No todo el mundo lo sabe, pero, en su encuentro naval con Eduardo VII, celebrado en las aguas de Cartagena el 8 y 9 de abril de 1907, Alfonso XIII renunció oficialmente a la reclamación española sobre el territorio de Gibraltar. La firma de ambos reyes está en los documentos y es totalmente coherente con ese "amistoso silencio" que desde 1783, fecha del fin del último gran asedio militar del Peñón, se había cernido sobre el contencioso. Más allá de alguna mención romántica, durante el siglo XIX, el estatus político de Gibraltar no solo fue algo aceptado, sino incluso apreciado, habida cuenta que la Roca era refugio de los liberales perseguidos por el absolutismo y sostén económico, como ahora, de su campo. No obstante esta renuncia del Borbón ante el tío de su esposa, los intentos diplomáticos de alcanzar algún tipo de acuerdo para la recuperación del Peñón no desaparecieron del todo.
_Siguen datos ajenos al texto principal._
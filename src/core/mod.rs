use serde::{Deserialize, Serialize};
use std::fmt;

/// Weight class assigned to a keyword group.
#[derive(Clone, Copy, Debug, PartialEq, Eq, Hash, Serialize, Deserialize)]
#[serde(rename_all = "snake_case")]
pub enum KeywordTier {
    High,
    Medium,
    Low,
}

impl KeywordTier {
    /// Tiers in scoring order. Iteration order is load-bearing: it decides
    /// which keywords are reported first when more than three match.
    pub const ALL: [KeywordTier; 3] = [KeywordTier::High, KeywordTier::Medium, KeywordTier::Low];
}

/// Content pattern identifiers, in rule-table order.
#[derive(Clone, Copy, Debug, PartialEq, Eq, Hash, Serialize, Deserialize)]
#[serde(rename_all = "snake_case")]
pub enum PatternKind {
    PercentDiscount,
    MoneyOffer,
    CallNowNumber,
    ClickRequest,
    UrgentAction,
    LimitedTimeOffer,
    UrgentResponse,
    WinnerAnnouncement,
    FreeOffer,
    LargeMoneyAmount,
}

/// Formatting anomaly identifiers, in rule-table order.
#[derive(Clone, Copy, Debug, PartialEq, Eq, Hash, Serialize, Deserialize)]
#[serde(rename_all = "snake_case")]
pub enum FormattingKind {
    ExcessiveCaps,
    RepeatedExclamation,
    RepeatedDollarSigns,
    RepeatedAsterisks,
    RepeatedHashes,
}

/// Why a pass contributed to the score.
///
/// Reasons are structured records; rendering to user-facing text happens in
/// the `Display` impl so hosts can match on kinds instead of strings.
#[derive(Clone, Debug, PartialEq, Eq, Serialize, Deserialize)]
#[serde(tag = "kind", rename_all = "snake_case")]
pub enum Reason {
    /// One or more keywords matched; `found` holds every hit in tier order.
    Keywords { found: Vec<String> },
    /// Three or more distinct keywords matched across all tiers.
    ManyKeywords { count: usize },
    Pattern { pattern: PatternKind },
    Formatting { anomaly: FormattingKind },
    ShortWithIndicators,
    ManyUrls,
    PhoneNumber,
    ManyEmails,
}

impl fmt::Display for Reason {
    fn fmt(&self, f: &mut fmt::Formatter<'_>) -> fmt::Result {
        match self {
            Reason::Keywords { found } => {
                let listed: Vec<&str> = found.iter().take(3).map(String::as_str).collect();
                write!(f, "Contains spam keywords: {}", listed.join(", "))
            }
            Reason::ManyKeywords { count } => {
                write!(f, "Multiple spam keywords detected ({count})")
            }
            Reason::Pattern { pattern } => {
                let text = match pattern {
                    PatternKind::PercentDiscount => "Contains percentage discount pattern",
                    PatternKind::MoneyOffer => "Contains money offer pattern",
                    PatternKind::CallNowNumber => "Contains phone number with call-to-action",
                    PatternKind::ClickRequest => "Contains suspicious click request",
                    PatternKind::UrgentAction => "Contains urgent action request",
                    PatternKind::LimitedTimeOffer => "Contains limited time offer",
                    PatternKind::UrgentResponse => "Contains urgent response request",
                    PatternKind::WinnerAnnouncement => "Contains winner/congratulations pattern",
                    PatternKind::FreeOffer => "Contains free offer pattern",
                    PatternKind::LargeMoneyAmount => "Contains large money amount",
                };
                f.write_str(text)
            }
            Reason::Formatting { anomaly } => {
                let text = match anomaly {
                    FormattingKind::ExcessiveCaps => "Excessive use of capital letters",
                    FormattingKind::RepeatedExclamation => "Multiple exclamation marks",
                    FormattingKind::RepeatedDollarSigns => "Multiple dollar signs",
                    FormattingKind::RepeatedAsterisks => "Excessive asterisks or emphasis",
                    FormattingKind::RepeatedHashes => "Multiple hash symbols",
                };
                f.write_str(text)
            }
            Reason::ShortWithIndicators => f.write_str("Short message with spam indicators"),
            Reason::ManyUrls => f.write_str("Contains multiple URLs"),
            Reason::PhoneNumber => f.write_str("Contains phone number"),
            Reason::ManyEmails => f.write_str("Contains multiple email addresses"),
        }
    }
}

/// Sub-score produced by one scoring pass.
#[derive(Clone, Debug, Default, PartialEq, Eq)]
pub struct PassScore {
    pub score: u32,
    pub reasons: Vec<Reason>,
}

impl PassScore {
    pub fn new(score: u32, reasons: Vec<Reason>) -> Self {
        Self { score, reasons }
    }
}

/// Result of classifying a single message.
#[derive(Clone, Debug, PartialEq, Eq, Serialize, Deserialize)]
pub struct Classification {
    pub is_spam: bool,
    /// Clamped 0-100 percentage derived from the total score.
    pub confidence: u32,
    /// At most five reasons, in pass order.
    pub reasons: Vec<Reason>,
    /// Unclamped total score across all passes.
    pub score: u32,
}

impl Classification {
    /// Zero result for empty or whitespace-only input.
    pub fn clean() -> Self {
        Self {
            is_spam: false,
            confidence: 0,
            reasons: Vec::new(),
            score: 0,
        }
    }
}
El propio rey, años más tarde, con el respaldo del dictador Primo de Rivera, no tuvo el más mínimo pudor en intentar permutarlo por la plaza de Ceuta, cosa que abiertamente propuso en 1926 a su primo político Jorge V. A falta de acuerdo, también trató de ratificar su antigua renuncia a cambio de la posesión plena de Tánger.
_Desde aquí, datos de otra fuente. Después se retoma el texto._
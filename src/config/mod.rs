// Sub-modules
mod loader;
mod rules;

// Re-export rule-set types
pub use rules::{
    default_email_count, default_email_pattern, default_formatting, default_formatting_weight,
    default_high_keywords, default_high_weight, default_low_keywords, default_low_weight,
    default_many_emails_weight, default_many_urls_weight, default_max_input_len,
    default_medium_keywords, default_medium_weight, default_multi_keyword_bonus,
    default_multi_keyword_count, default_pattern_weight, default_patterns,
    default_phone_number_weight, default_phone_pattern, default_short_message_len,
    default_short_message_weight, default_spam_threshold, default_url_count, default_url_pattern,
    FormattingRuleConfig, KeywordsConfig, PatternRuleConfig, RulesConfig, StructureConfig,
    ThresholdsConfig, WeightsConfig,
};

// Re-export loader functions
pub use loader::{load_config, load_config_from_path, parse_and_validate_config, CONFIG_FILE_NAME};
Claro está que Gran Bretaña nunca admitió ninguna forma de permuta, pero estos episodios en los que los jefes de estado, a bordo de sus lujosos yates, negocian sobre los territorios y las vidas de sus habitantes, como si fueran peones de un tablero, son muy expresivos de cómo ha funcionado y funciona la política internacional. Estos hechos nos permiten descubrir no solo el gran desafecto del estado español hacia los ceutíes, sino también la debilidad de fondo de una reivindicación del Peñón que aparece y desaparece, como el Guadiana, según conviene a cada gobierno. Quizás sea esta la causa más determinante de que este contencioso siga abierto. Siempre se abordó a conveniencia de los gobernantes y no de las personas de la zona, para popularizar las dictaduras, para tapar las crisis o la mala gestión gubernativa o para alimentar sentimientos nacionalistas fácilmente traducibles en votos. Siempre se explicó de forma sesgada, contando unas cosas y ocultando o inventando otras, sustituyendo el conocimiento profundo de la Historia y el derecho por eslóganes de fácil digestión.
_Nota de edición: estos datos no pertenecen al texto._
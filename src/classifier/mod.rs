//! Rule-based spam scoring engine.
//!
//! Four independent passes (keywords, content patterns, formatting
//! anomalies, structural heuristics) each produce a sub-score and reasons;
//! the sums are clamped into a 0-100 confidence and compared against the
//! spam threshold. Passes share one immutable compiled rule set, so a
//! `Classifier` is freely shareable across threads.

mod formatting;
mod keywords;
mod patterns;
mod structure;

use once_cell::sync::Lazy;
use regex::Regex;

use crate::config::RulesConfig;
use crate::core::{Classification, FormattingKind, PatternKind};
use crate::error::{ClassifyError, ConfigError};

/// Reasons reported to the caller are capped at five, however many rules fire.
const MAX_REASONS: usize = 5;

static DEFAULT_RULES: Lazy<CompiledRules> =
    Lazy::new(|| CompiledRules::compile(RulesConfig::default()).expect("stock rule set compiles"));

/// Rule set with every regex compiled once at construction.
#[derive(Clone, Debug)]
pub(crate) struct CompiledRules {
    pub(crate) config: RulesConfig,
    pub(crate) patterns: Vec<(Regex, PatternKind)>,
    pub(crate) formatting: Vec<(Regex, FormattingKind)>,
    pub(crate) url: Regex,
    pub(crate) phone: Regex,
    pub(crate) email: Regex,
}

impl CompiledRules {
    fn compile(mut config: RulesConfig) -> Result<Self, ConfigError> {
        config.validate()?;

        // Keyword matching is containment against lowercased input, so the
        // lists must be lowercase no matter what the config file said.
        for list in [
            &mut config.keywords.high,
            &mut config.keywords.medium,
            &mut config.keywords.low,
        ] {
            for keyword in list.iter_mut() {
                *keyword = keyword.to_lowercase();
            }
        }

        let patterns = config
            .patterns
            .iter()
            .map(|rule| compile_pattern(&rule.pattern).map(|re| (re, rule.reason)))
            .collect::<Result<Vec<_>, _>>()?;
        let formatting = config
            .formatting
            .iter()
            .map(|rule| compile_pattern(&rule.pattern).map(|re| (re, rule.reason)))
            .collect::<Result<Vec<_>, _>>()?;
        let url = compile_pattern(&config.structure.url_pattern)?;
        let phone = compile_pattern(&config.structure.phone_pattern)?;
        let email = compile_pattern(&config.structure.email_pattern)?;

        Ok(Self {
            config,
            patterns,
            formatting,
            url,
            phone,
            email,
        })
    }
}

fn compile_pattern(pattern: &str) -> Result<Regex, ConfigError> {
    Regex::new(pattern).map_err(|source| ConfigError::InvalidPattern {
        pattern: pattern.to_string(),
        source,
    })
}

/// Deterministic spam classifier over an immutable rule set.
pub struct Classifier {
    rules: CompiledRules,
}

impl Classifier {
    /// Classifier with the stock rule set.
    pub fn new() -> Self {
        Self {
            rules: DEFAULT_RULES.clone(),
        }
    }

    /// Classifier with a host-supplied rule set. Malformed patterns or
    /// unusable thresholds fail here, not at call time.
    pub fn from_config(config: RulesConfig) -> Result<Self, ConfigError> {
        Ok(Self {
            rules: CompiledRules::compile(config)?,
        })
    }

    /// The effective rule set, for hosts that want to inspect or log it.
    pub fn rules(&self) -> &RulesConfig {
        &self.rules.config
    }

    /// Score a single message.
    ///
    /// Empty or whitespace-only input is a normal outcome and returns the
    /// zero result. The keyword pass sees a lowercased/trimmed copy; the
    /// other passes see the original text, because letter case and
    /// punctuation repetition are exactly what they look for.
    pub fn classify(&self, text: &str) -> Result<Classification, ClassifyError> {
        let max = self.rules.config.thresholds.max_input_len;
        if text.len() > max {
            return Err(ClassifyError::InputTooLarge {
                len: text.len(),
                max,
            });
        }
        if text.trim().is_empty() {
            return Ok(Classification::clean());
        }

        let normalized = text.trim().to_lowercase();

        let mut score: u32 = 0;
        let mut reasons = Vec::new();
        for pass in [
            keywords::score_keywords(&self.rules, &normalized),
            patterns::score_patterns(&self.rules, text),
            formatting::score_formatting(&self.rules, text),
            structure::score_structure(&self.rules, text),
        ] {
            score += pass.score;
            reasons.extend(pass.reasons);
        }
        reasons.truncate(MAX_REASONS);

        let confidence = score.min(100);
        let is_spam = confidence >= self.rules.config.thresholds.spam;

        Ok(Classification {
            is_spam,
            confidence,
            reasons,
            score,
        })
    }
}

impl Default for Classifier {
    fn default() -> Self {
        Self::new()
    }
}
Frente a esto, cuando más dentro de España ha estado Gibraltar ha sido cuando los políticos se han apartado y la ciudadanía ha hecho su labor silente: trabajando, conociéndose, enamorándose, mezclándose, disfrutando del otro, intercambiando su lengua, sus costumbres y sus emociones. En definitiva, tejiendo la pertenencia histórica a un espacio compartido y singular, que no sabe de fronteras ni de pasaportes y que es tan consistente y perdurable como la vida misma. A pesar de la política.